> EXERCISE REQUIREMENTS
What is needed is every line of the material that contains "stopped".

> DATA SHOWN
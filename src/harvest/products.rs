//! Product discovery
//!
//! One discovery unit per catalog: read the first page, emit its products,
//! then walk every page linked from the pagination control. Each fetched page
//! becomes one [`ProductBatch`] tagged with the catalog's index.

use scraper::Html;
use std::collections::HashSet;
use tracing::{debug, info, instrument, warn};
use url::Url;

use crate::catalog::{CatalogTable, Product};
use crate::extract::{Extractors, collapse_nbsp, element_text, exists, select_attrs};
use crate::source::DocumentSource;

use super::HarvestError;
use super::aggregator::{Apply, Producer};

/// Products found on one page of one catalog
#[derive(Debug, Clone, PartialEq, Eq)]
pub struct ProductBatch {
    /// Index of the owning catalog
    pub catalog: usize,

    /// Page the products were read from
    pub page_url: String,

    /// Products in document order
    pub products: Vec<Product>,
}

impl Apply<ProductBatch> for CatalogTable {
    fn apply(&mut self, batch: ProductBatch) -> bool {
        let ProductBatch {
            catalog,
            page_url,
            products,
        } = batch;
        if self.append_products(catalog, products) {
            true
        } else {
            warn!("Dropping products from {}: unknown catalog {}", page_url, catalog);
            false
        }
    }
}

/// What a single catalog page yields
#[derive(Debug, Clone, Default, PartialEq, Eq)]
pub struct ProductPage {
    /// Products in document order
    pub products: Vec<Product>,

    /// Other pages of the catalog, when a pagination control is present
    pub pages: Option<Vec<String>>,
}

/// Extract products and pagination links from a parsed catalog page
pub fn parse_product_page(document: &Html, extractors: &Extractors, origin: &Url) -> ProductPage {
    let products = document
        .select(&extractors.product_link)
        .filter_map(|element| {
            let href = element.value().attr("href")?;
            let url = origin
                .join(href)
                .inspect_err(|e| warn!("Skipping product link '{}': {}", href, e))
                .ok()?;
            Some(Product::new(
                collapse_nbsp(element_text(element).trim()),
                url.to_string(),
            ))
        })
        .collect();

    let pages = exists(document, &extractors.pagination).then(|| {
        select_attrs(document, &extractors.pagination_link, "href")
            .iter()
            .filter_map(|href| origin.join(href).ok())
            .map(|url| url.to_string())
            .collect()
    });

    ProductPage { products, pages }
}

/// Discover every product of the catalog at `index`.
///
/// A failure on the first page fails the unit; a failure on a later page is
/// logged and that page is skipped.
#[instrument(skip(source, extractors, origin, producer))]
pub async fn discover_products<S>(
    source: &S,
    extractors: &Extractors,
    origin: &Url,
    index: usize,
    catalog_url: &str,
    producer: &Producer<ProductBatch>,
) -> Result<usize, HarvestError>
where
    S: DocumentSource + ?Sized,
{
    producer.heartbeat().await?;
    let document = source.fetch(catalog_url).await?;
    let first = parse_product_page(&document.parse(), extractors, origin);

    let mut emitted = first.products.len();
    if first.products.is_empty() {
        warn!("No products found on {}", catalog_url);
    }
    producer
        .emit(ProductBatch {
            catalog: index,
            page_url: catalog_url.to_string(),
            products: first.products,
        })
        .await?;

    let Some(pages) = first.pages else {
        debug!("No pagination on {}", catalog_url);
        return Ok(emitted);
    };

    let mut visited = HashSet::from([catalog_url.to_string()]);
    for page_url in pages {
        if !visited.insert(page_url.clone()) {
            continue;
        }

        producer.heartbeat().await?;
        let document = match source.fetch(&page_url).await {
            Ok(document) => document,
            Err(e) => {
                warn!("Failed to load page {}: {}", page_url, e);
                continue;
            }
        };

        let page = parse_product_page(&document.parse(), extractors, origin);
        if page.products.is_empty() {
            warn!("No products found on {}", page_url);
            continue;
        }

        emitted += page.products.len();
        producer
            .emit(ProductBatch {
                catalog: index,
                page_url,
                products: page.products,
            })
            .await?;
    }

    info!("Catalog {} yielded {} products", index, emitted);
    Ok(emitted)
}
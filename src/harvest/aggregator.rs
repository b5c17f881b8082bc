//! # Fan-in Aggregation
//!
//! Many producers, one consumer. The aggregator task takes ownership of the
//! table it fills, applies every message in arrival order, and hands the table
//! back when the stage is complete. Nothing else ever touches the table while a
//! stage runs, so it needs no lock.
//!
//! A stage is complete when the first of these happens:
//!
//! 1. every expected producer has sent its `Finished` marker,
//! 2. the channel closes because every sender is gone,
//! 3. nothing arrives for a whole inactivity window.
//!
//! The first two are the normal paths. Producers send a `Heartbeat` before
//! every fetch, so a live producer is never silent for longer than one fetch.
//! The window therefore only fires when a single step hangs; the stage driver
//! then abandons the remaining producers instead of waiting for them.

use std::fmt;
use std::time::Duration;
use tokio::sync::mpsc;
use tracing::{debug, info, warn};

use super::HarvestError;

/// Message sent over a fan-in channel
#[derive(Debug)]
pub enum Envelope<M> {
    /// A table mutation
    Item(M),
    /// The sending producer is alive and about to fetch
    Heartbeat,
    /// The sending producer has no more items
    Finished {
        /// Whether the producer's unit ended with an error
        failed: bool,
    },
}

/// Table that can absorb messages of type `M`
pub trait Apply<M> {
    /// Apply one message; returns `false` if it was rejected
    fn apply(&mut self, message: M) -> bool;
}

/// Sending half handed to a single producer
#[derive(Debug)]
pub struct Producer<M> {
    tx: mpsc::Sender<Envelope<M>>,
}

impl<M> Clone for Producer<M> {
    fn clone(&self) -> Self {
        Self {
            tx: self.tx.clone(),
        }
    }
}

impl<M: Send> Producer<M> {
    /// Wrap a channel sender
    pub fn new(tx: mpsc::Sender<Envelope<M>>) -> Self {
        Self { tx }
    }

    /// Send a table mutation
    pub async fn emit(&self, message: M) -> Result<(), HarvestError> {
        self.send(Envelope::Item(message)).await
    }

    /// Reset the aggregator's inactivity window
    pub async fn heartbeat(&self) -> Result<(), HarvestError> {
        self.send(Envelope::Heartbeat).await
    }

    /// Report that this producer is done
    pub async fn finish(self, failed: bool) {
        if self.tx.send(Envelope::Finished { failed }).await.is_err() {
            debug!("Aggregator already stopped before producer finished");
        }
    }

    async fn send(&self, envelope: Envelope<M>) -> Result<(), HarvestError> {
        self.tx
            .send(envelope)
            .await
            .map_err(|_| HarvestError::ChannelClosed)
    }
}

/// How an aggregation ended
#[derive(Debug, Clone, Copy, PartialEq, Eq)]
pub enum Completion {
    /// Every expected producer reported `Finished`
    AllProducersFinished,
    /// All senders were dropped
    ChannelClosed,
    /// Nothing arrived within the inactivity window
    IdleTimeout,
}

impl fmt::Display for Completion {
    fn fmt(&self, f: &mut fmt::Formatter<'_>) -> fmt::Result {
        match self {
            Self::AllProducersFinished => write!(f, "all producers finished"),
            Self::ChannelClosed => write!(f, "channel closed"),
            Self::IdleTimeout => write!(f, "idle timeout"),
        }
    }
}

/// Result of an aggregation: the table and how it got there
#[derive(Debug)]
pub struct Aggregated<T> {
    /// The table with every applied message
    pub table: T,

    /// Why the aggregator stopped
    pub completion: Completion,

    /// Producers the aggregator waited for
    pub expected: usize,

    /// Producers that reported `Finished`
    pub finished: usize,

    /// Finished producers whose unit ended with an error
    pub failed: usize,

    /// Messages applied to the table
    pub applied: usize,

    /// Messages the table rejected
    pub rejected: usize,
}

impl<T> Aggregated<T> {
    /// Whether the safety net fired before every producer reported
    pub fn stalled(&self) -> bool {
        self.completion == Completion::IdleTimeout && self.finished < self.expected
    }
}

/// Drain `rx` into `table` until the stage is complete
pub async fn aggregate<T, M>(
    mut table: T,
    mut rx: mpsc::Receiver<Envelope<M>>,
    expected: usize,
    idle_timeout: Duration,
) -> Aggregated<T>
where
    T: Apply<M>,
{
    info!("Aggregator started, waiting for {} producers", expected);

    let mut finished = 0;
    let mut failed = 0;
    let mut applied = 0;
    let mut rejected = 0;

    let completion = loop {
        if finished >= expected {
            break Completion::AllProducersFinished;
        }

        match tokio::time::timeout(idle_timeout, rx.recv()).await {
            Ok(Some(Envelope::Item(message))) => {
                if table.apply(message) {
                    applied += 1;
                } else {
                    rejected += 1;
                }
            }
            Ok(Some(Envelope::Heartbeat)) => {}
            Ok(Some(Envelope::Finished { failed: unit_failed })) => {
                finished += 1;
                failed += usize::from(unit_failed);
            }
            Ok(None) => {
                info!(
                    "Aggregator channel closed with {}/{} producers finished",
                    finished, expected
                );
                break Completion::ChannelClosed;
            }
            Err(_) => {
                warn!(
                    "No activity for {:?}, stopping aggregator with {}/{} producers finished",
                    idle_timeout, finished, expected
                );
                break Completion::IdleTimeout;
            }
        }
    };

    debug!(
        "Aggregator done ({}): {} applied, {} rejected",
        completion, applied, rejected
    );

    Aggregated {
        table,
        completion,
        expected,
        finished,
        failed,
        applied,
        rejected,
    }
}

> REPLY
            debug!("Aggregator already stopped before producer finished");
    /// Why the aggregator stopped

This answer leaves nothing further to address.